In some embodiments, refinement engine 124 generates corrections to a reconstruction of the object based on the parameters outputted by parameter estimation engine 122. More specifically, refinement engine 124 uses a machine learning model to further optimize spatial coordinates, texture coordinates, and/or other coordinates in the reconstruction based on one or more images of the object. The operation of refinement engine 124 is described in further detail below with respect to FIGS. 3-4 .

Appearance Construction With Deep Geometric Refinement

FIG. 2 illustrates the operation of parameter estimation engine 122 of FIG. 1 , according to various embodiments. As shown in FIG. 2 , parameter estimation engine 122 uses a face model 202, an albedo model 204, an illumination model 206, a renderer 208, and a set of parameters 212, 214, 216, 218, 220, and 222 to generate a reconstructed image 232 of the face.
More specifically, parameter estimation engine 122 inputs two geometry parameters 212 and 214 into face model 202. Parameter 212 is denoted by α_ID and represents facial geometry detail associated with a specific identity (e.g., a specific person). Parameter 214 is denoted by α_EX and represents facial geometry detail associated with a specific expression (e.g., a facial expression). Parameter 212 is constrained to have the same value over all images depicting the same person (or entity), while parameter 214 can vary across images of the same person (or entity).

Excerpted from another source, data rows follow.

//! Application state tree
//!
//! The single tree the state store persists: profile, nutrition log, fasting
//! log and workout log.

use chrono::NaiveDate;
use serde::{Deserialize, Serialize};

use super::{ConsumedItem, FastingState, FoodItem, UserProfile, WorkoutState};

/// Current shape version of the persisted tree
pub const SCHEMA_VERSION: u32 = 3;

/// Today's food log. Cleared when the calendar day changes.
#[derive(Debug, Clone, PartialEq, Serialize, Deserialize)]
#[serde(rename_all = "camelCase")]
pub struct NutritionState {
    /// Newest first
    pub consumed: Vec<ConsumedItem>,
    #[serde(default)]
    pub custom_foods: Vec<FoodItem>,
    pub last_reset_date: NaiveDate,
}

impl NutritionState {
    pub fn new(today: NaiveDate) -> Self {
        Self {
            consumed: Vec::new(),
            custom_foods: Vec::new(),
            last_reset_date: today,
        }
    }

    /// Clear the consumed log if it was started on an earlier day.
    /// Returns true when a reset happened.
    pub fn reset_if_stale(&mut self, today: NaiveDate) -> bool {
        if self.last_reset_date == today {
            return false;
        }
        self.consumed.clear();
        self.last_reset_date = today;
        true
    }
}

/// The whole persisted state
#[derive(Debug, Clone, PartialEq, Serialize, Deserialize)]
#[serde(rename_all = "camelCase")]
pub struct AppState {
    #[serde(default)]
    pub schema_version: u32,
    pub user: UserProfile,
    pub nutrition: NutritionState,
    pub fasting: FastingState,
    pub workouts: WorkoutState,
}

impl AppState {
    /// Fresh state for a first launch on `today`
    pub fn initial(today: NaiveDate) -> Self {
        Self {
            schema_version: SCHEMA_VERSION,
            user: UserProfile::default(),
            nutrition: NutritionState::new(today),
            fasting: FastingState::default(),
            workouts: WorkoutState::default(),
        }
    }
}

#[cfg(test)]
mod tests {
    use super::*;
    use crate::models::MealType;

    fn day(d: u32) -> NaiveDate {
        NaiveDate::from_ymd_opt(2026, 5, d).unwrap()
    }

    #[test]
    fn test_initial_state() {
        let state = AppState::initial(day(1));
        assert_eq!(state.schema_version, SCHEMA_VERSION);
        assert!(state.nutrition.consumed.is_empty());
        assert_eq!(state.nutrition.last_reset_date, day(1));
        assert!(!state.fasting.is_active);
        assert_eq!(state.fasting.goal_hours, 16);
        assert_eq!(state.workouts.routines.len(), 2);
        assert!(state.workouts.active_workout.is_none());
    }

    #[test]
    fn test_reset_if_stale() {
        let mut nutrition = NutritionState::new(day(1));
        nutrition.consumed.push(ConsumedItem {
            food: FoodItem::new("f7", "Banana", 105.0, 1.0, "medium"),
            meal: MealType::Snack,
            instance_id: "x".into(),
        });

        assert!(!nutrition.reset_if_stale(day(1)));
        assert_eq!(nutrition.consumed.len(), 1);

        assert!(nutrition.reset_if_stale(day(2)));
        assert!(nutrition.consumed.is_empty());
        assert_eq!(nutrition.last_reset_date, day(2));
    }

    #[test]
    fn test_state_layout() {
        let json = serde_json::to_value(AppState::initial(day(3))).unwrap();
        assert_eq!(json["nutrition"]["lastResetDate"], "2026-05-03");
        assert_eq!(json["fasting"]["startTime"], serde_json::Value::Null);
        assert_eq!(json["fasting"]["goalHours"], 16);
        assert_eq!(json["workouts"]["activeWorkout"], serde_json::Value::Null);
        assert_eq!(json["workouts"]["routines"][0]["exercises"][3], "e14");
    }
}
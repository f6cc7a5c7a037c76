//! Workout models
//!
//! Catalog exercises, routines, and the sets logged during a workout session.

use chrono::{DateTime, Utc};
use serde::{Deserialize, Serialize};

/// Rest countdown presets, in seconds
pub const REST_PRESETS: [u32; 4] = [30, 60, 90, 120];

/// Rest countdown used until the user picks a preset
pub const DEFAULT_REST_SECONDS: u32 = 60;

/// A catalog exercise
#[derive(Debug, Clone, PartialEq, Eq, Serialize, Deserialize)]
pub struct Exercise {
    pub id: String,
    pub name: String,
    pub category: String,
}

/// A reusable list of exercises. Exercise ids refer to the catalog.
#[derive(Debug, Clone, PartialEq, Eq, Serialize, Deserialize)]
pub struct Routine {
    pub id: String,
    pub name: String,
    pub exercises: Vec<String>,
}

/// One logged set
#[derive(Debug, Clone, PartialEq, Serialize, Deserialize)]
pub struct WorkoutSet {
    pub id: String,
    pub weight: f64,
    pub reps: u32,
    pub completed: bool,
}

/// Sets logged against one routine exercise
#[derive(Debug, Clone, PartialEq, Serialize, Deserialize)]
#[serde(rename_all = "camelCase")]
pub struct ActiveExercise {
    pub exercise_id: String,
    pub sets: Vec<WorkoutSet>,
}

/// Workout session status
#[derive(Debug, Clone, Copy, PartialEq, Eq, Serialize, Deserialize)]
#[serde(rename_all = "lowercase")]
pub enum WorkoutStatus {
    Active,
    Finished,
}

/// One execution of a routine. Kept in the active slot while in progress and
/// moved into history once finished.
#[derive(Debug, Clone, PartialEq, Serialize, Deserialize)]
#[serde(rename_all = "camelCase")]
pub struct ActiveWorkout {
    pub routine_id: String,
    #[serde(with = "chrono::serde::ts_milliseconds")]
    pub start_time: DateTime<Utc>,
    pub exercises: Vec<ActiveExercise>,
    pub status: WorkoutStatus,
    #[serde(
        default,
        with = "chrono::serde::ts_milliseconds_option",
        skip_serializing_if = "Option::is_none"
    )]
    pub end_time: Option<DateTime<Utc>>,
}

/// A running rest countdown
#[derive(Debug, Clone, Copy, PartialEq, Eq, Serialize, Deserialize)]
#[serde(rename_all = "camelCase")]
pub struct RestTimer {
    #[serde(with = "chrono::serde::ts_milliseconds")]
    pub started_at: DateTime<Utc>,
    pub duration_seconds: u32,
}

/// Workout log: routines, finished sessions, the active session and rest settings
#[derive(Debug, Clone, PartialEq, Serialize, Deserialize)]
#[serde(rename_all = "camelCase")]
pub struct WorkoutState {
    pub routines: Vec<Routine>,
    #[serde(default)]
    pub history: Vec<ActiveWorkout>,
    #[serde(default)]
    pub active_workout: Option<ActiveWorkout>,
    #[serde(default = "default_rest_seconds")]
    pub rest_seconds: u32,
    #[serde(default)]
    pub rest: Option<RestTimer>,
}

fn default_rest_seconds() -> u32 {
    DEFAULT_REST_SECONDS
}

impl Default for WorkoutState {
    fn default() -> Self {
        Self {
            routines: vec![
                Routine {
                    id: "r1".into(),
                    name: "Full Body A".into(),
                    exercises: vec!["e1".into(), "e2".into(), "e5".into(), "e14".into()],
                },
                Routine {
                    id: "r2".into(),
                    name: "Upper Power".into(),
                    exercises: vec!["e1".into(), "e4".into(), "e7".into(), "e12".into()],
                },
            ],
            history: Vec::new(),
            active_workout: None,
            rest_seconds: DEFAULT_REST_SECONDS,
            rest: None,
        }
    }
}
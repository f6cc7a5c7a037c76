//! State tree upgrades
//!
//! Brings a stored JSON tree of any older shape up to `SCHEMA_VERSION`, one
//! version step at a time. Runs on raw JSON so that trees written before a
//! field existed still deserialize.

use chrono::NaiveDate;
use serde_json::{json, Map, Value};
use uuid::Uuid;

use crate::db::DbResult;
use crate::models::{AppState, MealType, DEFAULT_REST_SECONDS, SCHEMA_VERSION};

const SECTIONS: [&str; 4] = ["user", "nutrition", "fasting", "workouts"];

type Step = fn(&mut Map<String, Value>, &Map<String, Value>);

/// Upgrade steps; entry `n` takes a tree from version `n` to `n + 1`
const STEPS: [Step; SCHEMA_VERSION as usize] = [fill_sections, backfill_consumed, backfill_rest];

/// Version recorded in a stored tree. Trees without one predate versioning.
pub fn stored_version(tree: &Value) -> u32 {
    tree.get("schemaVersion")
        .and_then(Value::as_u64)
        .map(|v| v as u32)
        .unwrap_or(0)
}

/// Apply every pending step and stamp the tree with the current version.
/// Returns the number of steps applied.
pub fn upgrade(tree: &mut Value, today: NaiveDate) -> DbResult<usize> {
    let defaults = match serde_json::to_value(AppState::initial(today))? {
        Value::Object(map) => map,
        _ => Map::new(),
    };

    let from = stored_version(tree) as usize;
    if !tree.is_object() {
        *tree = Value::Object(Map::new());
    }
    let Some(root) = tree.as_object_mut() else {
        return Ok(0);
    };

    let mut applied = 0;
    for (version, step) in STEPS.into_iter().enumerate().skip(from) {
        step(root, &defaults);
        tracing::debug!(from = version, to = version + 1, "Upgraded stored state");
        applied += 1;
    }

    root.insert("schemaVersion".into(), json!(SCHEMA_VERSION));
    Ok(applied)
}

/// v0 -> v1: missing sections and section fields come from the defaults;
/// a missing or zero target weight becomes the current weight
fn fill_sections(root: &mut Map<String, Value>, defaults: &Map<String, Value>) {
    if let Some(user) = root.get_mut("user").and_then(Value::as_object_mut) {
        let target = user.get("targetWeight").and_then(Value::as_f64).unwrap_or(0.0);
        if target <= 0.0 {
            if let Some(weight) = user.get("weight").cloned() {
                user.insert("targetWeight".into(), weight);
            }
        }
    }

    for section in SECTIONS {
        let fallback = defaults.get(section).cloned().unwrap_or(Value::Null);
        let entry = root.entry(section).or_insert_with(|| fallback.clone());
        if !entry.is_object() {
            *entry = fallback.clone();
        }
        if let (Some(target), Some(source)) = (entry.as_object_mut(), fallback.as_object()) {
            for (key, value) in source {
                target.entry(key.clone()).or_insert_with(|| value.clone());
            }
        }
    }
}

/// v1 -> v2: consumed entries get a meal slot and an instance id
fn backfill_consumed(root: &mut Map<String, Value>, _defaults: &Map<String, Value>) {
    let Some(consumed) = root
        .get_mut("nutrition")
        .and_then(|n| n.get_mut("consumed"))
        .and_then(Value::as_array_mut)
    else {
        return;
    };

    for item in consumed.iter_mut().filter_map(Value::as_object_mut) {
        item.entry("meal")
            .or_insert_with(|| json!(MealType::Snack.as_str()));
        item.entry("instanceId")
            .or_insert_with(|| json!(Uuid::new_v4().to_string()));
    }
}

/// v2 -> v3: workout rest settings
fn backfill_rest(root: &mut Map<String, Value>, _defaults: &Map<String, Value>) {
    if let Some(workouts) = root.get_mut("workouts").and_then(Value::as_object_mut) {
        workouts
            .entry("restSeconds")
            .or_insert_with(|| json!(DEFAULT_REST_SECONDS));
        workouts.entry("rest").or_insert(Value::Null);
    }
}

Parameter estimation engine 122 also inputs two parameters 216 and 218 into albedo model 204. Parameter 216 is denoted by β_ID and represents shading-free facial color or skin pigmentation associated with a specific identity (e.g., a specific person). Parameter 218 is denoted by β_EX and represents shading-free facial color or skin pigmentation associated with a specific expression (e.g., a facial expression). As with parameters 212 and 214, parameter 216 is constrained to have the same value over all images depicting the same person (or entity), while parameter 218 can vary across images of the same person (or entity).
In one or more embodiments, parameters 212, 214, 216, and 218 are represented as one or more vectors. For example, parameters 212 and 214 could be stored in a vector denoted by α, and parameters 216 and 218 could be stored in a vector denoted by β. The α vector could include a first half or portion representing parameter 212 and a second half or portion representing parameter 214. Similarly, the β vector could include a first half or portion representing parameter 216 and a second half or portion representing parameter 218.
In response to the inputted parameters 212 and 214, face model 202 generates a three-dimensional (3D) geometry 224 representing the 3D shape of the face. For example, 3D geometry 224 could include a polygon mesh that defines the 3D shape of the face. Likewise, in response to the inputted parameters 216 and 218, albedo model 204 generates a diffuse albedo texture map 226 representing the shading-free color or pigmentation of the face.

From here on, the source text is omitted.